◆ Instructions for the task
In the data below, how many lines contain the string "that"? Give only the number.

(Records from a dataset)
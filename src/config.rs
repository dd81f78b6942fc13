//! Arena configuration.

use std::path::{Path, PathBuf};

use serde::{Deserialize, Serialize};

use crate::core::{Error, Result};
use crate::experiment::JsonLinesStore;

/// Settings for running experiments.
///
/// Every field has a default, so a config file only needs the fields it
/// changes.
#[derive(Clone, Debug, PartialEq, Eq, Serialize, Deserialize)]
#[serde(default)]
pub struct ArenaConfig {
    /// Worker threads running matches. With 0, matches run on the
    /// scheduling thread.
    pub worker_threads: usize,

    /// Work items the queue holds before the scheduler blocks.
    pub queue_capacity: usize,

    /// Root directory of the result logs.
    pub results_dir: PathBuf,

    /// Abort loading on a malformed result line instead of skipping it.
    pub strict_results: bool,
}

impl Default for ArenaConfig {
    fn default() -> Self {
        Self {
            worker_threads: 1,
            queue_capacity: 100,
            results_dir: PathBuf::from("results"),
            strict_results: false,
        }
    }
}

impl ArenaConfig {
    pub fn new() -> Self {
        Self::default()
    }

    /// Read a JSON config file.
    pub fn from_json_file(path: impl AsRef<Path>) -> Result<Self> {
        let path = path.as_ref();
        let text = std::fs::read_to_string(path)
            .map_err(|err| Error::io(format!("read {}", path.display()), err))?;
        let config: Self = serde_json::from_str(&text)?;
        config.validate()?;
        Ok(config)
    }

    /// Check values serde cannot check.
    pub fn validate(&self) -> Result<()> {
        if self.queue_capacity == 0 {
            return Err(Error::InvalidConfiguration {
                message: "queue_capacity must be at least 1".to_string(),
            });
        }
        Ok(())
    }

    pub fn with_worker_threads(mut self, threads: usize) -> Self {
        self.worker_threads = threads;
        self
    }

    pub fn with_queue_capacity(mut self, capacity: usize) -> Self {
        self.queue_capacity = capacity;
        self
    }

    pub fn with_results_dir(mut self, dir: impl Into<PathBuf>) -> Self {
        self.results_dir = dir.into();
        self
    }

    pub fn with_strict_results(mut self, strict: bool) -> Self {
        self.strict_results = strict;
        self
    }

    /// Result store this config describes.
    #[must_use]
    pub fn result_store(&self) -> JsonLinesStore {
        JsonLinesStore::new(&self.results_dir).strict(self.strict_results)
    }
}
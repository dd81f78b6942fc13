//! Match requests and their results.

use serde::{Deserialize, Serialize};

/// One requested match.
///
/// Equal specs are interchangeable; an experiment asks for a spec some
/// number of times and the scheduler counts how many have run.
#[derive(Clone, Debug, PartialEq, Eq, Hash, PartialOrd, Ord, Serialize, Deserialize)]
#[serde(rename_all = "camelCase")]
pub struct MatchSpec {
    pub experiment_name: String,
    pub game_id: String,
    /// One strategy id per role, in role order.
    pub strategy_ids: Vec<String>,
}

impl MatchSpec {
    pub fn new(
        experiment_name: impl Into<String>,
        game_id: impl Into<String>,
        strategy_ids: Vec<String>,
    ) -> Self {
        Self {
            experiment_name: experiment_name.into(),
            game_id: game_id.into(),
            strategy_ids,
        }
    }
}

/// Everything recorded about one executed match.
#[derive(Clone, Debug, PartialEq, Serialize, Deserialize)]
#[serde(rename_all = "camelCase")]
pub struct MatchResult {
    pub spec: MatchSpec,

    /// Seed words the match was played with.
    pub seed: Vec<u32>,

    pub had_error: bool,

    #[serde(default, skip_serializing_if = "Option::is_none")]
    pub error_string: Option<String>,

    /// Outcome per role; absent when the match errored.
    #[serde(default, skip_serializing_if = "Option::is_none")]
    pub outcomes: Option<Vec<f64>>,

    /// Move names per ply, one per role.
    pub move_history: Vec<Vec<String>>,

    pub milliseconds_elapsed: u64,
}

impl MatchResult {
    /// A match that reached a terminal state.
    pub fn success(
        spec: MatchSpec,
        seed: Vec<u32>,
        outcomes: Vec<f64>,
        move_history: Vec<Vec<String>>,
        milliseconds_elapsed: u64,
    ) -> Self {
        Self {
            spec,
            seed,
            had_error: false,
            error_string: None,
            outcomes: Some(outcomes),
            move_history,
            milliseconds_elapsed,
        }
    }

    /// A match that failed part way; the history covers the plies played.
    pub fn failure(
        spec: MatchSpec,
        seed: Vec<u32>,
        error: impl Into<String>,
        move_history: Vec<Vec<String>>,
        milliseconds_elapsed: u64,
    ) -> Self {
        Self {
            spec,
            seed,
            had_error: true,
            error_string: Some(error.into()),
            outcomes: None,
            move_history,
            milliseconds_elapsed,
        }
    }

    /// Outcome for one role, if the match finished.
    #[must_use]
    pub fn outcome(&self, role: usize) -> Option<f64> {
        self.outcomes.as_ref().and_then(|o| o.get(role).copied())
    }
}

#[cfg(test)]
mod tests {
    use super::*;

    fn spec() -> MatchSpec {
        MatchSpec::new("exp", "TIC_TAC_TOE", vec!["Random".into(), "Random".into()])
    }

    #[test]
    fn test_spec_json_field_names() {
        let json = serde_json::to_value(spec()).unwrap();
        assert_eq!(json["experimentName"], "exp");
        assert_eq!(json["gameId"], "TIC_TAC_TOE");
        assert_eq!(json["strategyIds"][1], "Random");
    }

    #[test]
    fn test_failure_omits_outcomes() {
        let result = MatchResult::failure(spec(), vec![1, 2, 3, 4], "boom", vec![], 5);
        let line = serde_json::to_string(&result).unwrap();
        assert!(line.contains("\"hadError\":true"));
        assert!(line.contains("\"errorString\":\"boom\""));
        assert!(!line.contains("outcomes"));

        let back: MatchResult = serde_json::from_str(&line).unwrap();
        assert_eq!(back, result);
        assert_eq!(back.outcome(0), None);
    }

    #[test]
    fn test_success_outcomes() {
        let history = vec![vec!["( mark 1 1 )".to_string(), "noop".to_string()]];
        let result = MatchResult::success(spec(), vec![0; 4], vec![1.0, 0.0], history, 3);
        assert!(!result.had_error);
        assert_eq!(result.outcome(0), Some(1.0));
        assert_eq!(result.outcome(2), None);
    }
}
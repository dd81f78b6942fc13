//! Upper Confidence bounds applied to Trees.
//!
//! ## Overview
//!
//! Monte-Carlo tree search for turn-taking games with any number of roles.
//! Each rollout descends the tree from the current position, picking edges
//! with a [`SelectionPolicy`], adds new nodes according to the configured
//! [`Expansion`], and credits the final outcome to every edge it used.
//!
//! Three variants are wired up by [`UctConfig`] presets:
//!
//! - `record_all_nodes`: every state a rollout visits becomes a node
//! - `one_node_expansion`: one node per rollout, then a random playout
//! - `wins_first`: one node per rollout, and moves that have only ever won
//!   are replayed before anything else
//!
//! ## Usage
//!
//! ```rust
//! use game_arena::core::{GameRng, Role};
//! use game_arena::game::{GameProvider, TurnTakingState};
//! use game_arena::games::TicTacToe;
//! use game_arena::mcts::{UctConfig, UctSearch};
//!
//! let state = TurnTakingState::new(TicTacToe.initial_state());
//! let mut search = UctSearch::new(UctConfig::default().with_iterations(200), GameRng::new(7));
//! let mv = search.search(&state, Role::new(0)).unwrap();
//! assert!(state.possible_moves().unwrap().contains(&mv));
//! ```

pub mod config;
pub mod node;
pub mod policy;
pub mod search;
pub mod stats;
pub mod tree;

pub use config::{Expansion, FinalMove, Selection, UctConfig};
pub use node::{Edge, NodeId, UctNode, UNVISITED_VALUE};
pub use policy::{
    FinalMovePolicy, MostVisits, RandomSimulation, SelectionPolicy, SimulationPolicy, Ucb1,
    WinsFirstFinal, WinsFirstSelection,
};
pub use search::UctSearch;
pub use stats::SearchStats;
pub use tree::{TreeStats, UctTree};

◆ Task output
3